Work task.
Scan the data beneath this task and copy each line that includes "crate".

Extracted data.
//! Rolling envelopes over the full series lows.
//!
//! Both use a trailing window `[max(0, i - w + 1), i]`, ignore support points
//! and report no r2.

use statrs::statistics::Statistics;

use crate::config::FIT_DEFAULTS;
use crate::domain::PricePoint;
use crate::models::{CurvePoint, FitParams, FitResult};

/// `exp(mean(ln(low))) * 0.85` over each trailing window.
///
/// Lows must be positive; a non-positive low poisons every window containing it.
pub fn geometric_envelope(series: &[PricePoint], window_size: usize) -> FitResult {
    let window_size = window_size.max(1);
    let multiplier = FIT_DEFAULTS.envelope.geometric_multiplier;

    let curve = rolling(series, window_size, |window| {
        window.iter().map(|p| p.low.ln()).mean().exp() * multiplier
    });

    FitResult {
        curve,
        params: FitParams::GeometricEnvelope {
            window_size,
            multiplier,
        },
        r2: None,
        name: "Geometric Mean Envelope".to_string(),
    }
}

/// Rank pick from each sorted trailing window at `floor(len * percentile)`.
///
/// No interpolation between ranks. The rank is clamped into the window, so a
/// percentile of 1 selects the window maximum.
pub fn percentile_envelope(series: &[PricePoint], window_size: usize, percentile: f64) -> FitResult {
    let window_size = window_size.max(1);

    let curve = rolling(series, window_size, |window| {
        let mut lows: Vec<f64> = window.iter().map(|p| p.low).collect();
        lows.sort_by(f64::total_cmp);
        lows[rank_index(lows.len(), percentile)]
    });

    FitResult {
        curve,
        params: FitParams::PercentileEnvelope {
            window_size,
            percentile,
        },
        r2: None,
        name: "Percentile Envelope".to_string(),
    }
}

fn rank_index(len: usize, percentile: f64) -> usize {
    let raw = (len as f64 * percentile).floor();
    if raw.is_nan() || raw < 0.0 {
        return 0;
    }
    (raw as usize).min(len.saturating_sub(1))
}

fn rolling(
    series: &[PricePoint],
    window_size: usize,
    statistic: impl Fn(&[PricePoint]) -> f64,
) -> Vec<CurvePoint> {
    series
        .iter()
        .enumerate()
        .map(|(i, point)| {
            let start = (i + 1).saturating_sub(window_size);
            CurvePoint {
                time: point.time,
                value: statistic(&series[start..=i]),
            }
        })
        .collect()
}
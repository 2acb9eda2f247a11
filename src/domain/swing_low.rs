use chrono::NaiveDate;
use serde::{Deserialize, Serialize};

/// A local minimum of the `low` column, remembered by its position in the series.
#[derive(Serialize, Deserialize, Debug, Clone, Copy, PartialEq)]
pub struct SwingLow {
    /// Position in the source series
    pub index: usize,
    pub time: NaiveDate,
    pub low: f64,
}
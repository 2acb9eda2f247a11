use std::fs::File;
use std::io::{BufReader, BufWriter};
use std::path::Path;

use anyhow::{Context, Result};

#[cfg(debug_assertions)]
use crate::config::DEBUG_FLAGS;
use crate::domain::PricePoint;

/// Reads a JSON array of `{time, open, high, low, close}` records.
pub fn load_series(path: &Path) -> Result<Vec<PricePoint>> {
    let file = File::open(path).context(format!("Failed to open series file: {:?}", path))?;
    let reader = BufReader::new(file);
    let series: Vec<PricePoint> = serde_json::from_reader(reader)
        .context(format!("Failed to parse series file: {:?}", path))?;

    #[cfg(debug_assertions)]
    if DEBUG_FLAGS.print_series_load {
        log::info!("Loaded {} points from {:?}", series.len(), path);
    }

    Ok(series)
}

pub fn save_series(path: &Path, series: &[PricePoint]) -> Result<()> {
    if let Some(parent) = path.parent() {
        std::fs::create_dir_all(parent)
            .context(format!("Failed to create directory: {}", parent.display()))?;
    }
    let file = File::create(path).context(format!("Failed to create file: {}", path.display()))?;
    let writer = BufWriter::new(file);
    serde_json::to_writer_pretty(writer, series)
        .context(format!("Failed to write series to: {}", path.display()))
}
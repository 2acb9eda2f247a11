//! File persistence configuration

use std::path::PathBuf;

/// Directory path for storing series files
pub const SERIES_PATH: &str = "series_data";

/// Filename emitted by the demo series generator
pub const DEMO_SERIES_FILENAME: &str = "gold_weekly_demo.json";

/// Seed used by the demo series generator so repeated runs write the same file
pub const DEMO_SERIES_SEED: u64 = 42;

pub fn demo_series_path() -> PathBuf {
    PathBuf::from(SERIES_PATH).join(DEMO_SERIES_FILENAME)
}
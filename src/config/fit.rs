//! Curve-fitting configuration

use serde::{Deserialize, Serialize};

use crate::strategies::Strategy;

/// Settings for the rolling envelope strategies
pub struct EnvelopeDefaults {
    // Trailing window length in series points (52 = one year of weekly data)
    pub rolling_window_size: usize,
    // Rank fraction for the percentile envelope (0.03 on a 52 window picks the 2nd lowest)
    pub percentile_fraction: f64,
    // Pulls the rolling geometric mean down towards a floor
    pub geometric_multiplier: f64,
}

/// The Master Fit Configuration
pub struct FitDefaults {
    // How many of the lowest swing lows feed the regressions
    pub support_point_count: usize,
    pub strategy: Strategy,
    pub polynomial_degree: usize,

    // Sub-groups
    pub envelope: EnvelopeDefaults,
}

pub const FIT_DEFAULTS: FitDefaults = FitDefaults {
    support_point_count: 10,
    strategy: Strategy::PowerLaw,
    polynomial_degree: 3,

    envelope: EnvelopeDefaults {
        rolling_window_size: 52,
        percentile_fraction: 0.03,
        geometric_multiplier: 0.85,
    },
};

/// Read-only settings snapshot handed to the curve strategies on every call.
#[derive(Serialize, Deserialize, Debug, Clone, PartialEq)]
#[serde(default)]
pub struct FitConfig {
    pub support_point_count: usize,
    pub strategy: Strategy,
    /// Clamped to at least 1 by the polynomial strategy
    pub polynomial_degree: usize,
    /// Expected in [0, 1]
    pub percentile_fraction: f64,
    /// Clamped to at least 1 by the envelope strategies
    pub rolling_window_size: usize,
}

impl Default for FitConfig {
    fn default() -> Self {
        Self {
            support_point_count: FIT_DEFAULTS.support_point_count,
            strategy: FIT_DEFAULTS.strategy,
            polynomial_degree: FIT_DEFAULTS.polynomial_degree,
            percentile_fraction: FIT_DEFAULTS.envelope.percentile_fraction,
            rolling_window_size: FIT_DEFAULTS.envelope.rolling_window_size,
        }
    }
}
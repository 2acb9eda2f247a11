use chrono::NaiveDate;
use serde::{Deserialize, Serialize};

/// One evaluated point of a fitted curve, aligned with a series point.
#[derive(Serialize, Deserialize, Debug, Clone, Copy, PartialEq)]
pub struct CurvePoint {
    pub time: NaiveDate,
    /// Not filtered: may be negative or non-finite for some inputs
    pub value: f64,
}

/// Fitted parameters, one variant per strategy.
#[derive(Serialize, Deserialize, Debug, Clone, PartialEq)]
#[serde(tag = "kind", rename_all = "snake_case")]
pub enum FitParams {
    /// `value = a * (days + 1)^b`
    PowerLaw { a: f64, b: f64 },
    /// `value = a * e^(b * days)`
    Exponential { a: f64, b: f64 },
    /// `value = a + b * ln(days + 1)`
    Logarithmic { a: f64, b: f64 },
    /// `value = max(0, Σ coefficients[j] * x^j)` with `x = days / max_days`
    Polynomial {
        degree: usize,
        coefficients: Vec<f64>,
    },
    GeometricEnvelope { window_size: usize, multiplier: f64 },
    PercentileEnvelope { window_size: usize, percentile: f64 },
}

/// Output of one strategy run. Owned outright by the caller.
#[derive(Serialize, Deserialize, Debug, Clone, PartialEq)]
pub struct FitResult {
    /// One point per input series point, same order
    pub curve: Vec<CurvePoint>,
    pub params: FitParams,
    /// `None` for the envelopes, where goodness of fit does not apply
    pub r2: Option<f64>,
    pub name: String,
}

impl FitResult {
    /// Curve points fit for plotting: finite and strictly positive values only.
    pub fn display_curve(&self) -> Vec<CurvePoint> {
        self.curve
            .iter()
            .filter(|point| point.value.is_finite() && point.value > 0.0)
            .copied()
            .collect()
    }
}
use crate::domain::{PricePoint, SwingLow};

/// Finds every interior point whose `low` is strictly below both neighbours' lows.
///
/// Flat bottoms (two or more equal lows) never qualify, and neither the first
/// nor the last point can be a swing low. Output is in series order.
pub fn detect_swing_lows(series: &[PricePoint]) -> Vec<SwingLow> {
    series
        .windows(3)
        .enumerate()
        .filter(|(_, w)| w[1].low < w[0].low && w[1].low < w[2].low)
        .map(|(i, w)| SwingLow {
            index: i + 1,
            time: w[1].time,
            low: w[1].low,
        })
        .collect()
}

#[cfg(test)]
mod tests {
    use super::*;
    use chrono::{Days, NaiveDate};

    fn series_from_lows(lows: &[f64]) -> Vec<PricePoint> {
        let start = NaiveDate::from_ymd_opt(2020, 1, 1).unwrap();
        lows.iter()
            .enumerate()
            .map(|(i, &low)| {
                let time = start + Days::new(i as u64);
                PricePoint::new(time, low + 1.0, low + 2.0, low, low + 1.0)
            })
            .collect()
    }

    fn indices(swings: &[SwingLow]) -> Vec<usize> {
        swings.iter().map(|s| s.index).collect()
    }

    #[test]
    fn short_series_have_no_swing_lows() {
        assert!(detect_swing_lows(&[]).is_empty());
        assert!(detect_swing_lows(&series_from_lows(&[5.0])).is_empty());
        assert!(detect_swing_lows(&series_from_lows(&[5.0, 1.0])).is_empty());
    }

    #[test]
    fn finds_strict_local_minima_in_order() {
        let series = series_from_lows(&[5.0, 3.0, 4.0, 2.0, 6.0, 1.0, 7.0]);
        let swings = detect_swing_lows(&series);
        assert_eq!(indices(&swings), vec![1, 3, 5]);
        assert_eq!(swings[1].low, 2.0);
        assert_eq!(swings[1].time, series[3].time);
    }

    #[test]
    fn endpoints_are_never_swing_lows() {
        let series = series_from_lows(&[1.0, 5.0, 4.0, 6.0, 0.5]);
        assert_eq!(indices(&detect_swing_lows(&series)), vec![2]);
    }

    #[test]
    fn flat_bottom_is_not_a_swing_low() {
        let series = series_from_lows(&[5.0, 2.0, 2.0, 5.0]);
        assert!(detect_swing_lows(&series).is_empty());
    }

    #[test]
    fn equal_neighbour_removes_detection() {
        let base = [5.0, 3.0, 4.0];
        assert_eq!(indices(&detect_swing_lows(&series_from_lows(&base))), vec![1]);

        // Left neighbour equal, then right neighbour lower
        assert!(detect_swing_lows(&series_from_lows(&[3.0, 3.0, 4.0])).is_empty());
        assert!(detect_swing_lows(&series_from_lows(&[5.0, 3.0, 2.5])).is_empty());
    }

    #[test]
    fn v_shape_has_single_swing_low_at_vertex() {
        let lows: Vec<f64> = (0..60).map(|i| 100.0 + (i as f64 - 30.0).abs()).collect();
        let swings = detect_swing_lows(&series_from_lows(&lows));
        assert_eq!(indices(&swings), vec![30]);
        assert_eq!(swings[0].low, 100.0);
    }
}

Answer box.
use crate::config::FIT_DEFAULTS;
use crate::domain::PricePoint;
use crate::models::{CurvePoint, FitParams, FitResult};
use crate::config::DEBUG_FLAGS;
use crate::domain::PricePoint;
use crate::strategies::Strategy;
use crate::domain::{PricePoint, SwingLow};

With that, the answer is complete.